POM. So are these beer halls owned by the Port Authority?

MOX. That's right, Port Natal.

L. You started to explain what is written there.

MOX. What is written down there is uMkhonto weSizwe, the Spear of the People, that is the military wing of the ANC. uMkhonto weSizwe, that means the military wing is here already.

POM. The military wing of the ANC is here already?

MOX. That's right, to save us, that's the English. You will understand.

POM. So the people in the town attacked these stores when the trouble began?

MOX. That's right.

POM. Did the violence extend over a period of time?

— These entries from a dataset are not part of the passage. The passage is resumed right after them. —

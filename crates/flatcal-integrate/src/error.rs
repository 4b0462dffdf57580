//! Error type for the integration engine. One group's failure never
//! propagates past that group — see [`crate::GroupOutcome`] — so this type
//! exists to label *why* a given group failed, not to unwind a call stack.

#[derive(Debug)]
#[non_exhaustive]
pub enum Error {
    /// A flat's geometry didn't match the matched dark's, or the combine
    /// step produced a buffer of the wrong size.
    BadGeometry(String),
    /// The group required a dark (`require_darks`) and the matcher found
    /// none, at any tier.
    NoMatchingDark,
    Io(std::io::Error),
    Cancelled,
    /// An invariant this engine otherwise guarantees didn't hold; should
    /// not occur outside of a bug.
    Internal(String),
}

impl std::fmt::Display for Error {
    fn fmt(&self, f: &mut std::fmt::Formatter<'_>) -> std::fmt::Result {
        match self {
            Self::BadGeometry(msg) => write!(f, "bad geometry: {msg}"),
            Self::NoMatchingDark => write!(f, "no matching dark/bias available"),
            Self::Io(e) => write!(f, "I/O error: {e}"),
            Self::Cancelled => write!(f, "operation cancelled"),
            Self::Internal(msg) => write!(f, "internal error: {msg}"),
        }
    }
}

impl std::error::Error for Error {
    fn source(&self) -> Option<&(dyn std::error::Error + 'static)> {
        match self {
            Self::Io(e) => Some(e),
            _ => None,
        }
    }
}

impl From<std::io::Error> for Error {
    fn from(e: std::io::Error) -> Self {
        Self::Io(e)
    }
}

impl From<flatcal_image::Error> for Error {
    fn from(e: flatcal_image::Error) -> Self {
        match e {
            flatcal_image::Error::Io(io) => Self::Io(io),
            flatcal_image::Error::BadGeometry(msg) => Self::BadGeometry(msg),
            other => Self::Internal(other.to_string()),
        }
    }
}

impl From<flatcal_threadpool::Cancelled> for Error {
    fn from(_: flatcal_threadpool::Cancelled) -> Self {
        Self::Cancelled
    }
}

pub type Result<T> = std::result::Result<T, Error>;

MOX. It did. In fact at the time of the rent hike there was already a bus boycott in the township which lasted for 18 months and then once the buses were being boycotted then the Port Natal announced that they were going to raise the rent for the houses. Then a guy called Msizi Dube who was one of the councillors raised objections to this and reported to the people that this is unreasonable. As a result of this he mobilised a lot of people around him. As a result of that he was assassinated by the other group of councillors who were purported not to have been representative of the people's effort. So Dube's assassination caused a lot of violence to erupt. There were a number of people who died at that time, about five or six people died just in one week. A number of houses were gunned down and so forth.

L. By?

MOX. By the youth in the township. So all those people were informers or people who were co-operating with the system. As enemies of the community they tried to make trouble. That was now early 1983 and June 1983 was the height of the violence when the township was cordoned off completely for a week by the police.

L. Cordoned off is?

POM. Cut off.

L. I have some difficulty sometimes in understanding English.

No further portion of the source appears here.